会社の指示通りに流されてしまうと、知らなうちにサービス残業をしてしまっているなんてこともありますので、労働基準法に基づく労働時間について知っておくことが大切です。

法定労働時間と所定労働時間とは

労働時間には法定労働時間と所定労働時間があります。

労働基準法では休憩時間を除いて1日に8時間、1週間に40時間を超えて労働させてはいけないと定めています。
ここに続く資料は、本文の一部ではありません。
//! Virtual module registry.
//!
//! Holds the user's in-memory modules keyed by relative path. Mutations are
//! observable so the controller can schedule a recompilation.

use indexmap::IndexMap;
use lazy_static::lazy_static;
use regex::Regex;
use serde::{Deserialize, Serialize};
use std::fmt;
use tracing::debug;

use crate::error::RegistryError;

lazy_static! {
    static ref MODULE_PATH_RE: Regex = Regex::new(r"^\.\.?/").unwrap();
}

/// Extensions tried, in order, when an import specifier does not match a
/// registered path exactly.
const RESOLVE_EXTENSIONS: [&str; 4] = [".tsx", ".ts", ".jsx", ".js"];

pub fn is_valid_module_path(path: &str) -> bool {
    MODULE_PATH_RE.is_match(path)
}

#[derive(Debug, Clone, PartialEq, Eq, Serialize, Deserialize)]
pub struct Module {
    pub path: String,
    pub code: String,
}

impl Module {
    pub fn new(path: impl Into<String>, code: impl Into<String>) -> Self {
        Self {
            path: path.into(),
            code: code.into(),
        }
    }
}

#[derive(Debug, Clone, PartialEq, Eq)]
pub enum RegistryChange {
    Added(String),
    Updated(String),
    Removed(String),
}

impl RegistryChange {
    pub fn path(&self) -> &str {
        match self {
            RegistryChange::Added(p) | RegistryChange::Updated(p) | RegistryChange::Removed(p) => p,
        }
    }
}

pub type RegistryObserver = Box<dyn FnMut(&RegistryChange)>;

// ═══════════════════════════════════════════════════════════════════════════════
// REGISTRY
// ═══════════════════════════════════════════════════════════════════════════════

#[derive(Default)]
pub struct ModuleRegistry {
    modules: IndexMap<String, Module>,
    revision: u64,
    observers: Vec<RegistryObserver>,
}

impl fmt::Debug for ModuleRegistry {
    fn fmt(&self, f: &mut fmt::Formatter<'_>) -> fmt::Result {
        f.debug_struct("ModuleRegistry")
            .field("modules", &self.modules)
            .field("revision", &self.revision)
            .field("observers", &self.observers.len())
            .finish()
    }
}

impl ModuleRegistry {
    pub fn new() -> Self {
        Self::default()
    }

    /// Adds a module, replacing the code of an existing module with the same
    /// path. Paths must start with `./` or `../`.
    pub fn add(&mut self, module: Module) -> Result<(), RegistryError> {
        if !is_valid_module_path(&module.path) {
            return Err(RegistryError::InvalidPath { path: module.path });
        }

        let change = match self.modules.get_mut(&module.path) {
            Some(existing) if existing.code == module.code => return Ok(()),
            Some(existing) => {
                existing.code = module.code;
                RegistryChange::Updated(module.path)
            }
            None => {
                let path = module.path.clone();
                self.modules.insert(path.clone(), module);
                RegistryChange::Added(path)
            }
        };
        self.commit(change);
        Ok(())
    }

    /// Replaces the code of the module at `module.path`. Missing paths are
    /// ignored.
    pub fn update(&mut self, module: Module) {
        let changed = match self.modules.get_mut(&module.path) {
            Some(existing) if existing.code != module.code => {
                existing.code = module.code;
                true
            }
            _ => false,
        };
        if changed {
            self.commit(RegistryChange::Updated(module.path));
        }
    }

    pub fn remove(&mut self, path: &str) {
        if self.modules.shift_remove(path).is_some() {
            self.commit(RegistryChange::Removed(path.to_string()));
        }
    }

    pub fn list(&self) -> impl Iterator<Item = &Module> {
        self.modules.values()
    }

    pub fn get(&self, path: &str) -> Option<&Module> {
        self.modules.get(path)
    }

    pub fn len(&self) -> usize {
        self.modules.len()
    }

    pub fn is_empty(&self) -> bool {
        self.modules.is_empty()
    }

    /// Bumped on every effective mutation.
    pub fn revision(&self) -> u64 {
        self.revision
    }

    pub fn subscribe(&mut self, observer: RegistryObserver) {
        self.observers.push(observer);
    }

    pub fn snapshot(&self) -> RegistrySnapshot {
        RegistrySnapshot {
            modules: self
                .modules
                .values()
                .map(|m| (m.path.clone(), m.code.clone()))
                .collect(),
            revision: self.revision,
        }
    }

    fn commit(&mut self, change: RegistryChange) {
        self.revision += 1;
        debug!(path = change.path(), revision = self.revision, "registry changed: {:?}", change);
        for observer in self.observers.iter_mut() {
            observer(&change);
        }
    }
}

// ═══════════════════════════════════════════════════════════════════════════════
// SNAPSHOT
// ═══════════════════════════════════════════════════════════════════════════════

/// Immutable copy of the registry taken when a compilation starts.
#[derive(Debug, Clone, Default, PartialEq, Eq)]
pub struct RegistrySnapshot {
    modules: IndexMap<String, String>,
    revision: u64,
}

impl RegistrySnapshot {
    pub fn empty() -> Self {
        Self::default()
    }

    pub fn revision(&self) -> u64 {
        self.revision
    }

    pub fn len(&self) -> usize {
        self.modules.len()
    }

    pub fn is_empty(&self) -> bool {
        self.modules.is_empty()
    }

    /// Resolves an import specifier to `(path, code)`: exact path first, then
    /// with a known extension added, then with its extension swapped.
    pub fn resolve(&self, specifier: &str) -> Option<(&str, &str)> {
        if let Some((path, code)) = self.modules.get_key_value(specifier) {
            return Some((path.as_str(), code.as_str()));
        }

        let stem = RESOLVE_EXTENSIONS
            .iter()
            .find_map(|ext| specifier.strip_suffix(ext))
            .unwrap_or(specifier);

        for candidate in std::iter::once(stem.to_string())
            .chain(RESOLVE_EXTENSIONS.iter().map(|ext| format!("{}{}", stem, ext)))
        {
            if let Some((path, code)) = self.modules.get_key_value(&candidate) {
                return Some((path.as_str(), code.as_str()));
            }
        }
        None
    }
}

#[cfg(test)]
mod tests {
    use super::*;
    use std::cell::RefCell;
    use std::rc::Rc;

    #[test]
    fn test_rejects_non_relative_path_without_mutation() {
        let mut registry = ModuleRegistry::new();
        registry.add(Module::new("./a", "export const a = 1;")).unwrap();
        let before = registry.snapshot();

        for bad in ["helpers", "/abs", "lib/x", ".hidden/x", "...", ""] {
            let err = registry.add(Module::new(bad, "x")).unwrap_err();
            assert_eq!(err, RegistryError::InvalidPath { path: bad.to_string() });
        }

        assert_eq!(registry.snapshot(), before);
        assert_eq!(registry.len(), 1);
    }

    #[test]
    fn test_at_most_one_module_per_path() {
        let mut registry = ModuleRegistry::new();
        registry.add(Module::new("./a", "1")).unwrap();
        registry.add(Module::new("./a", "2")).unwrap();
        assert_eq!(registry.len(), 1);
        assert_eq!(registry.get("./a").unwrap().code, "2");
    }

    #[test]
    fn test_update_and_remove_missing_are_noops() {
        let mut registry = ModuleRegistry::new();
        registry.update(Module::new("./nope", "x"));
        registry.remove("./nope");
        assert!(registry.is_empty());
        assert_eq!(registry.revision(), 0);
    }

    #[test]
    fn test_observers_see_effective_mutations_only() {
        let seen = Rc::new(RefCell::new(Vec::new()));
        let mut registry = ModuleRegistry::new();
        let sink = seen.clone();
        registry.subscribe(Box::new(move |change| sink.borrow_mut().push(change.clone())));

        registry.add(Module::new("./a", "1")).unwrap();
        registry.add(Module::new("./a", "1")).unwrap();
        registry.update(Module::new("./a", "2"));
        registry.update(Module::new("./a", "2"));
        registry.remove("./a");
        registry.remove("./a");

        assert_eq!(
            *seen.borrow(),
            vec![
                RegistryChange::Added("./a".into()),
                RegistryChange::Updated("./a".into()),
                RegistryChange::Removed("./a".into()),
            ]
        );
        assert_eq!(registry.revision(), 3);
    }

    #[test]
    fn test_list_keeps_insertion_order() {
        let mut registry = ModuleRegistry::new();
        registry.add(Module::new("./b", "")).unwrap();
        registry.add(Module::new("../a", "")).unwrap();
        let paths: Vec<&str> = registry.list().map(|m| m.path.as_str()).collect();
        assert_eq!(paths, vec!["./b", "../a"]);
    }

    #[test]
    fn test_snapshot_resolves_extensions() {
        let mut registry = ModuleRegistry::new();
        registry.add(Module::new("./utils.ts", "u")).unwrap();
        registry.add(Module::new("./Card", "c")).unwrap();
        let snapshot = registry.snapshot();

        assert_eq!(snapshot.resolve("./utils"), Some(("./utils.ts", "u")));
        assert_eq!(snapshot.resolve("./utils.ts"), Some(("./utils.ts", "u")));
        assert_eq!(snapshot.resolve("./Card.tsx"), Some(("./Card", "c")));
        assert_eq!(snapshot.resolve("./missing"), None);
    }

    #[test]
    fn test_snapshot_is_isolated_from_later_mutation() {
        let mut registry = ModuleRegistry::new();
        registry.add(Module::new("./a", "1")).unwrap();
        let snapshot = registry.snapshot();
        registry.update(Module::new("./a", "2"));
        assert_eq!(snapshot.resolve("./a"), Some(("./a", "1")));
    }
}
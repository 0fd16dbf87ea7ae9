//! Compilation controller.
//!
//! Drives preprocess → transpile → execute → render for the latest request.
//! Work is cooperative: `poll` advances the in-flight job by one stage, so a
//! host can interleave compilation with its own event loop. Only one job is
//! in flight; a newer request waits in a single queue slot and a finished
//! job whose generation is no longer the newest is discarded.

use std::cell::{Cell, RefCell};
use std::rc::Rc;
use std::time::{Instant, SystemTime};
use tracing::{debug, info, warn};

use crate::bindings::{BindingLibrary, BINDING_LIBRARY};
use crate::config::CompilerConfig;
use crate::discovery::{discover, DiscoveredComponent, DiscoveryStep};
use crate::error::{Diagnostic, Stage, StageError};
use crate::executor::{execute, ExecutedUnit};
use crate::fingerprint::StageFingerprints;
use crate::preprocess::{preprocess, PreprocessOutput};
use crate::registry::{ModuleRegistry, RegistrySnapshot};
use crate::render::{first_render, RenderSession};
use crate::transpile::{transpile, Transpiled};

// ═══════════════════════════════════════════════════════════════════════════════
// RESULT
// ═══════════════════════════════════════════════════════════════════════════════

#[derive(Debug)]
pub struct CompiledComponent {
    /// Binding the component was discovered under.
    pub name: String,
    pub step: DiscoveryStep,
    pub session: RenderSession,
    /// First-render markup.
    pub output: String,
    pub warnings: Vec<Diagnostic>,
    pub fingerprints: StageFingerprints,
    pub timestamp: SystemTime,
}

#[derive(Debug)]
pub enum CompilationResult {
    Idle,
    Compiling,
    Success(Box<CompiledComponent>),
    Error {
        error: StageError,
        timestamp: SystemTime,
    },
}

impl CompilationResult {
    pub fn is_success(&self) -> bool {
        matches!(self, CompilationResult::Success(_))
    }

    pub fn component(&self) -> Option<&CompiledComponent> {
        match self {
            CompilationResult::Success(component) => Some(component),
            _ => None,
        }
    }

    pub fn error(&self) -> Option<&StageError> {
        match self {
            CompilationResult::Error { error, .. } => Some(error),
            _ => None,
        }
    }

    pub fn timestamp(&self) -> Option<SystemTime> {
        match self {
            CompilationResult::Success(component) => Some(component.timestamp),
            CompilationResult::Error { timestamp, .. } => Some(*timestamp),
            _ => None,
        }
    }

    pub fn label(&self) -> &'static str {
        match self {
            CompilationResult::Idle => "idle",
            CompilationResult::Compiling => "compiling",
            CompilationResult::Success(_) => "success",
            CompilationResult::Error { .. } => "error",
        }
    }
}

// ═══════════════════════════════════════════════════════════════════════════════
// JOBS
// ═══════════════════════════════════════════════════════════════════════════════

#[derive(Debug, Clone)]
struct Request {
    generation: u64,
    source: String,
}

/// Where a job is; each variant carries the outputs of the stages behind it.
enum JobStage {
    Preprocess,
    Transpile {
        pre: PreprocessOutput,
    },
    Execute {
        pre: PreprocessOutput,
        transpiled: Transpiled,
    },
    Render {
        pre: PreprocessOutput,
        transpiled: Transpiled,
        unit: ExecutedUnit,
        found: DiscoveredComponent,
    },
}

impl JobStage {
    fn stage(&self) -> Stage {
        match self {
            JobStage::Preprocess => Stage::Preprocess,
            JobStage::Transpile { .. } => Stage::Transpile,
            JobStage::Execute { .. } => Stage::Execute,
            JobStage::Render { .. } => Stage::Render,
        }
    }
}

struct Job {
    generation: u64,
    source: String,
    snapshot: RegistrySnapshot,
    stage: JobStage,
    started: Instant,
}

enum Step {
    Continue(JobStage),
    Done(CompilationResult),
}

// ═══════════════════════════════════════════════════════════════════════════════
// CONTROLLER
// ═══════════════════════════════════════════════════════════════════════════════

pub struct CompilationController {
    registry: Rc<RefCell<ModuleRegistry>>,
    library: &'static BindingLibrary,
    config: CompilerConfig,
    state: CompilationResult,
    job: Option<Job>,
    queued: Option<Request>,
    generation: u64,
    /// Set by the registry observer, cleared when a job snapshots the registry.
    registry_dirty: Rc<Cell<bool>>,
    last_source: Option<String>,
    last_started_at: Option<SystemTime>,
    last_compile_time: Option<SystemTime>,
}

impl std::fmt::Debug for CompilationController {
    fn fmt(&self, f: &mut std::fmt::Formatter<'_>) -> std::fmt::Result {
        f.debug_struct("CompilationController")
            .field("state", &self.state.label())
            .field("generation", &self.generation)
            .field("in_flight", &self.job.as_ref().map(|j| j.stage.stage()))
            .field("queued", &self.queued.is_some())
            .finish()
    }
}

impl Default for CompilationController {
    fn default() -> Self {
        Self::new(CompilerConfig::default())
    }
}

impl CompilationController {
    pub fn new(config: CompilerConfig) -> Self {
        Self::with_registry(Rc::new(RefCell::new(ModuleRegistry::new())), config)
    }

    pub fn with_registry(registry: Rc<RefCell<ModuleRegistry>>, config: CompilerConfig) -> Self {
        let registry_dirty = Rc::new(Cell::new(false));
        let flag = registry_dirty.clone();
        registry
            .borrow_mut()
            .subscribe(Box::new(move |_| flag.set(true)));

        Self {
            registry,
            library: &BINDING_LIBRARY,
            config,
            state: CompilationResult::Idle,
            job: None,
            queued: None,
            generation: 0,
            registry_dirty,
            last_source: None,
            last_started_at: None,
            last_compile_time: None,
        }
    }

    pub fn registry(&self) -> Rc<RefCell<ModuleRegistry>> {
        self.registry.clone()
    }

    pub fn config(&self) -> &CompilerConfig {
        &self.config
    }

    pub fn current_result(&self) -> &CompilationResult {
        &self.state
    }

    /// The mounted component of the current success, for event dispatch.
    pub fn session_mut(&mut self) -> Option<&mut RenderSession> {
        match &mut self.state {
            CompilationResult::Success(component) => Some(&mut component.session),
            _ => None,
        }
    }

    pub fn is_compiling(&self) -> bool {
        matches!(self.state, CompilationResult::Compiling)
    }

    /// When the last accepted result was produced.
    pub fn last_compile_time(&self) -> Option<SystemTime> {
        self.last_compile_time
    }

    /// When the most recent job took its registry snapshot.
    pub fn last_started_at(&self) -> Option<SystemTime> {
        self.last_started_at
    }

    /// Requests a compilation of `source`. Nothing runs until `poll`.
    pub fn compile(&mut self, source: &str) {
        self.generation += 1;

        if source.trim().is_empty() {
            debug!(generation = self.generation, "empty source, going idle");
            self.queued = None;
            self.last_source = None;
            self.state = CompilationResult::Idle;
            return;
        }

        self.last_source = Some(source.to_string());
        if self.queued.is_some() {
            debug!(generation = self.generation, "replacing queued request");
        }
        self.queued = Some(Request {
            generation: self.generation,
            source: source.to_string(),
        });
        self.state = CompilationResult::Compiling;
    }

    /// Advances compilation by one step. Returns whether work remains.
    pub fn poll(&mut self) -> bool {
        let Some(job) = self.job.take() else {
            return self.start_next();
        };

        let Job {
            generation,
            source,
            snapshot,
            stage,
            started,
        } = job;
        let current = stage.stage();

        match self.run_stage(&source, &snapshot, stage) {
            Step::Continue(next) => {
                debug!(generation, from = %current, to = %next.stage(), "stage complete");
                self.job = Some(Job {
                    generation,
                    source,
                    snapshot,
                    stage: next,
                    started,
                });
                true
            }
            Step::Done(result) => {
                self.finish(generation, result, started);
                self.has_work()
            }
        }
    }

    pub fn run_until_idle(&mut self) {
        while self.poll() {}
    }

    pub fn compile_now(&mut self, source: &str) -> &CompilationResult {
        self.compile(source);
        self.run_until_idle();
        &self.state
    }

    fn has_work(&self) -> bool {
        self.job.is_some() || self.queued.is_some() || self.pending_recompile()
    }

    fn pending_recompile(&self) -> bool {
        self.registry_dirty.get() && self.last_source.is_some()
    }

    fn start_next(&mut self) -> bool {
        if self.queued.is_none() && self.pending_recompile() {
            self.generation += 1;
            info!(generation = self.generation, "registry changed, recompiling");
            self.queued = self.last_source.clone().map(|source| Request {
                generation: self.generation,
                source,
            });
        }

        let Some(request) = self.queued.take() else {
            self.registry_dirty.set(false);
            return false;
        };

        self.registry_dirty.set(false);
        let snapshot = self.registry.borrow().snapshot();
        debug!(
            generation = request.generation,
            revision = snapshot.revision(),
            modules = snapshot.len(),
            "starting compilation"
        );
        self.last_started_at = Some(SystemTime::now());
        self.state = CompilationResult::Compiling;
        self.job = Some(Job {
            generation: request.generation,
            source: request.source,
            snapshot,
            stage: JobStage::Preprocess,
            started: Instant::now(),
        });
        true
    }

    fn finish(&mut self, generation: u64, result: CompilationResult, started: Instant) {
        if generation != self.generation {
            info!(
                generation,
                latest = self.generation,
                "discarding stale compilation result"
            );
            return;
        }

        let elapsed_ms = started.elapsed().as_millis() as u64;
        match &result {
            CompilationResult::Success(component) => info!(
                component = component.name.as_str(),
                step = %component.step,
                warnings = component.warnings.len(),
                hash = component.fingerprints.short(),
                elapsed_ms,
                "compilation succeeded"
            ),
            CompilationResult::Error { error, .. } => warn!(
                stage = %error.stage,
                elapsed_ms,
                "compilation failed: {}",
                error.message
            ),
            _ => {}
        }

        self.last_compile_time = result.timestamp();
        self.state = result;
    }

    fn run_stage(&self, source: &str, snapshot: &RegistrySnapshot, stage: JobStage) -> Step {
        let config = &self.config;
        let outcome: Result<Step, StageError> = match stage {
            JobStage::Preprocess => preprocess(source, snapshot, config)
                .map(|pre| Step::Continue(JobStage::Transpile { pre }))
                .map_err(StageError::from),

            JobStage::Transpile { pre } => transpile(&pre.code, config)
                .map(|transpiled| Step::Continue(JobStage::Execute { pre, transpiled }))
                .map_err(StageError::from),

            JobStage::Execute { pre, transpiled } => {
                execute(&transpiled.code, self.library, config.sandbox)
                    .and_then(|unit| {
                        let found =
                            discover(&unit.table, pre.entry.as_deref(), self.library, config)?;
                        Ok(Step::Continue(JobStage::Render {
                            pre,
                            transpiled,
                            unit,
                            found,
                        }))
                    })
                    .map_err(StageError::from)
            }

            JobStage::Render {
                pre,
                transpiled,
                unit,
                found,
            } => first_render(found.value, unit.interpreter)
                .map(|session| {
                    let mut warnings = pre.warnings;
                    for diagnostic in session.interpreter().diagnostics() {
                        if !warnings.contains(diagnostic) {
                            warnings.push(diagnostic.clone());
                        }
                    }
                    Step::Done(CompilationResult::Success(Box::new(CompiledComponent {
                        name: found.name,
                        step: found.step,
                        output: session.to_markup(),
                        session,
                        warnings,
                        fingerprints: StageFingerprints::new(source, &pre.code, &transpiled.code),
                        timestamp: SystemTime::now(),
                    })))
                })
                .map_err(StageError::from),
        };

        outcome.unwrap_or_else(|error| {
            Step::Done(CompilationResult::Error {
                error,
                timestamp: SystemTime::now(),
            })
        })
    }
}
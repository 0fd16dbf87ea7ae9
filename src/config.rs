use serde::{Deserialize, Serialize};
use std::path::Path;

use crate::error::ConfigError;

/// Knobs for one compiler instance. Every field has a default, so a partial
/// JSON document is enough.
#[derive(Debug, Clone, PartialEq, Serialize, Deserialize)]
#[serde(rename_all = "camelCase", default)]
pub struct CompilerConfig {
    /// Names tried by discovery step 2, in order.
    pub conventional_names: Vec<String>,
    /// Slots the transpiled code may use for an anonymous default export.
    pub default_export_slots: Vec<String>,
    /// Suffix used by discovery step 4.
    pub app_suffix: String,
    /// Packages whose imports are satisfied by injected bindings.
    pub host_packages: Vec<String>,
    pub jsx: JsxOptions,
    pub sandbox: SandboxLimits,
}

#[derive(Debug, Clone, PartialEq, Serialize, Deserialize)]
#[serde(rename_all = "camelCase", default)]
pub struct JsxOptions {
    pub factory: String,
    pub fragment: String,
}

#[derive(Debug, Clone, Copy, PartialEq, Eq, Serialize, Deserialize)]
#[serde(rename_all = "camelCase", default)]
pub struct SandboxLimits {
    pub max_call_depth: usize,
    pub max_steps: u64,
    /// Deepest expression or statement nesting the executor accepts.
    pub max_nesting_depth: usize,
    /// Dense arrays cannot grow past this many elements.
    pub max_array_length: usize,
    /// Re-render passes allowed before a state update loop is reported.
    pub max_render_passes: usize,
}

impl Default for CompilerConfig {
    fn default() -> Self {
        Self {
            conventional_names: [
                "TodoApp",
                "Counter",
                "App",
                "Component",
                "MediaPlayer",
                "FileUploader",
            ]
            .iter()
            .map(|s| s.to_string())
            .collect(),
            default_export_slots: ["_default", "default_1", "__default"]
                .iter()
                .map(|s| s.to_string())
                .collect(),
            app_suffix: "App".to_string(),
            host_packages: [
                "react",
                "react-dom",
                "react-dom/client",
                "react/jsx-runtime",
                "lucide-react",
            ]
            .iter()
            .map(|s| s.to_string())
            .collect(),
            jsx: JsxOptions::default(),
            sandbox: SandboxLimits::default(),
        }
    }
}

impl Default for JsxOptions {
    fn default() -> Self {
        Self {
            factory: "React.createElement".to_string(),
            fragment: "React.Fragment".to_string(),
        }
    }
}

impl Default for SandboxLimits {
    fn default() -> Self {
        Self {
            max_call_depth: 256,
            max_steps: 2_000_000,
            max_nesting_depth: 1_000,
            max_array_length: 1 << 22,
            max_render_passes: 25,
        }
    }
}

impl CompilerConfig {
    pub fn from_json(text: &str) -> Result<Self, ConfigError> {
        Ok(serde_json::from_str(text)?)
    }

    pub fn from_file(path: &Path) -> Result<Self, ConfigError> {
        let text = std::fs::read_to_string(path)?;
        Self::from_json(&text)
    }

    pub fn is_host_package(&self, specifier: &str) -> bool {
        self.host_packages.iter().any(|pkg| {
            specifier == pkg
                || specifier
                    .strip_prefix(pkg.as_str())
                    .map_or(false, |rest| rest.starts_with('/'))
        })
    }
}

#[cfg(test)]
mod tests {
    use super::*;

    #[test]
    fn test_partial_json_keeps_defaults() {
        let config =
            CompilerConfig::from_json(r#"{ "appSuffix": "Page", "sandbox": { "maxSteps": 10 } }"#)
                .unwrap();
        assert_eq!(config.app_suffix, "Page");
        assert_eq!(config.sandbox.max_steps, 10);
        assert_eq!(config.sandbox.max_call_depth, 256);
        assert_eq!(config.sandbox.max_nesting_depth, 1_000);
        assert_eq!(config.conventional_names[0], "TodoApp");
    }

    #[test]
    fn test_malformed_json_is_error() {
        assert!(CompilerConfig::from_json("{ nope").is_err());
    }

    #[test]
    fn test_host_package_subpaths() {
        let config = CompilerConfig::default();
        assert!(config.is_host_package("react"));
        assert!(config.is_host_package("react/jsx-runtime"));
        assert!(config.is_host_package("lucide-react"));
        assert!(!config.is_host_package("react-router"));
        assert!(!config.is_host_package("./react"));
    }
}
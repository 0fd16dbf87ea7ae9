//! tsx-runner CLI: compile one TSX component and print its first render.

use anyhow::{bail, Context, Result};
use clap::Parser;
use serde_json::json;
use std::path::PathBuf;
use std::process::ExitCode;
use tracing_subscriber::EnvFilter;

use tsx_runner::{CompilationController, CompilationResult, CompilerConfig, Module};

#[derive(Parser)]
#[command(name = "tsx-runner")]
#[command(about = "Compile a TSX component in a sandbox and print its first render", long_about = None)]
#[command(version)]
struct Cli {
    /// Path to the component source
    file: PathBuf,

    /// Virtual module as `./path=file`, repeatable
    #[arg(short, long = "module", value_name = "PATH=FILE")]
    modules: Vec<String>,

    /// Path to a JSON configuration file
    #[arg(long, env = "TSX_RUNNER_CONFIG")]
    config: Option<PathBuf>,

    /// Print the result as JSON
    #[arg(long)]
    json: bool,
}

fn main() -> ExitCode {
    tracing_subscriber::fmt()
        .with_env_filter(EnvFilter::from_default_env())
        .with_writer(std::io::stderr)
        .init();

    let cli = Cli::parse();
    match run(&cli) {
        Ok(true) => ExitCode::SUCCESS,
        Ok(false) => ExitCode::from(1),
        Err(err) => {
            eprintln!("error: {:#}", err);
            ExitCode::from(2)
        }
    }
}

/// Returns whether compilation succeeded.
fn run(cli: &Cli) -> Result<bool> {
    let config = match &cli.config {
        Some(path) => CompilerConfig::from_file(path)
            .with_context(|| format!("loading {}", path.display()))?,
        None => CompilerConfig::default(),
    };

    let source = std::fs::read_to_string(&cli.file)
        .with_context(|| format!("reading {}", cli.file.display()))?;

    let mut controller = CompilationController::new(config);
    {
        let handle = controller.registry();
        let mut registry = handle.borrow_mut();
        for arg in &cli.modules {
            let Some((path, file)) = arg.split_once('=') else {
                bail!("module must be given as ./path=file, got '{}'", arg);
            };
            let code = std::fs::read_to_string(file)
                .with_context(|| format!("reading module {}", file))?;
            registry.add(Module::new(path, code))?;
        }
    }

    let result = controller.compile_now(&source);
    if cli.json {
        println!("{}", serde_json::to_string_pretty(&to_json(result))?);
    } else {
        match result {
            CompilationResult::Success(component) => {
                for warning in &component.warnings {
                    eprintln!("warning: {}", warning);
                }
                println!("{}", component.output);
            }
            CompilationResult::Error { error, .. } => {
                eprintln!("{}", error);
                if !error.detail.is_empty() {
                    eprintln!("{}", error.detail);
                }
            }
            CompilationResult::Idle | CompilationResult::Compiling => {
                eprintln!("nothing to compile");
            }
        }
    }
    Ok(result.is_success())
}

fn to_json(result: &CompilationResult) -> serde_json::Value {
    match result {
        CompilationResult::Success(component) => json!({
            "status": "success",
            "component": component.name,
            "discoveredBy": component.step,
            "output": component.output,
            "warnings": component.warnings,
            "fingerprints": component.fingerprints,
        }),
        CompilationResult::Error { error, .. } => json!({
            "status": "error",
            "stage": error.stage,
            "message": error.message,
            "detail": error.detail,
        }),
        other => json!({ "status": other.label() }),
    }
}
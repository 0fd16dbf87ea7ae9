//! Source preprocessing.
//!
//! Rewrites the user's TSX into one self-contained unit the sandbox can run
//! as a plain function body: registry imports are inlined, host imports are
//! dropped (their names are injected), every `export` form is stripped and
//! the component to render is recorded as the entry identifier.
//!
//! All rewriting is span based. The source is parsed once with oxc and the
//! collected edits are applied back onto the original text, so everything
//! the pass does not touch survives byte for byte.

use oxc_allocator::Allocator;
use oxc_ast::ast::*;
use oxc_parser::Parser;
use oxc_span::{GetSpan, SourceType};
use rustc_hash::{FxHashMap, FxHashSet};
use tracing::{debug, info, warn};

use crate::bindings::{BINDING_LIBRARY, ICON_NAMES};
use crate::config::CompilerConfig;
use crate::error::{Diagnostic, PreprocessError, W_MISSING_DEFAULT_EXPORT};
use crate::key_guard::guard_key_spreads;
use crate::registry::RegistrySnapshot;

const MODULE_NOT_FOUND: &str = "__moduleNotFound";
const ICON_PACKAGE: &str = "lucide-react";
const RUNTIME_NAMESPACE: &str = "React";

// ═══════════════════════════════════════════════════════════════════════════════
// SPAN EDITS
// ═══════════════════════════════════════════════════════════════════════════════

/// Replace `start..end` of the source with `text`.
#[derive(Debug, Clone, PartialEq, Eq)]
pub struct Edit {
    pub start: u32,
    pub end: u32,
    pub text: String,
}

impl Edit {
    pub fn new(start: u32, end: u32, text: String) -> Self {
        Self { start, end, text }
    }

    pub fn insert(at: u32, text: String) -> Self {
        Self::new(at, at, text)
    }

    pub fn remove(start: u32, end: u32) -> Self {
        Self::new(start, end, String::new())
    }
}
法定労働時間は上述した1日に8時間、1週間に40時間となっており、法定休日は週に1日または4週を通じて4日となっています。

法定労働時間 1日8時間

1週40時間

法定休日 週1日または4週を通じて4日
休憩 労働時間が6時間を超える場合45分以上

労働時間が8時間を超える場合1時間以上

所定労働時間は会社が定める労働時間のことですが、この労働時間も法定労働時間を原則として超えてはいけません。

もし、超える場合は下記で説明する条件をクリアする必要があります。

法定労働時間を超える仕事は条件をクリアする必要がある

所定労働時間が法定労働時間を超える場合は下記の条件をクリアする必要があります。

  • 36協定の締結および届出
  • 割増賃金(残業代)の支払い

法定労働時間を超える場合は36協定の締結、届出が必要です。それでは36協定について下記にて具体的にお伝えしていきます。

法定労働時間を超える仕事は36協定の締結・届出が必要

36協定とは1ヶ月、一年間での残業時間の限度を決めておくもので、労働組合または労働者の過半数を代表する者との労使協定(36協定)を締結し、労働基準監督署へ届出することになっています。

法定労働時間を超える場合、労働者が一名であっても締結しなければいけません。

建設業の労働時間の問題

建設業の労働時間は全産業と比べて長時間になりやすい傾向にあり問題となっています。

昨今では働き方改革による対策がされていますが、建設業に関して成果はそこまで芳しくありません。

国はこの状態を問題として建設業の働き方改革の加速化を策定し、様々な対策を推進しています。

建設業は現場への移動時間が労働時間に該当するか曖昧になりやすい業界であり、また、人手不足という問題も併せて、建設業の労働時間問題を顕在化し、これからもっと改善していかなければいけません。

参考資料:国土交通省 建設業働き方改革加速化プログラム

移動時間は会社からの指示によるものかがポイント

ここまで移動時間が労働時間に含まれるかについてお伝えしてきました。

ポイントは会社の指揮命令下に置かれているかが重要となってきます。

自分の任意となる移動は通勤時間として看做される傾向にあり、会社が義務付けている場合は労働時間として該当すると判断されます。

建設業は労働時間が長くなりやすい業界ですので、超過労働とならないように法律で労働時間がどう定められているか知っておきましょう。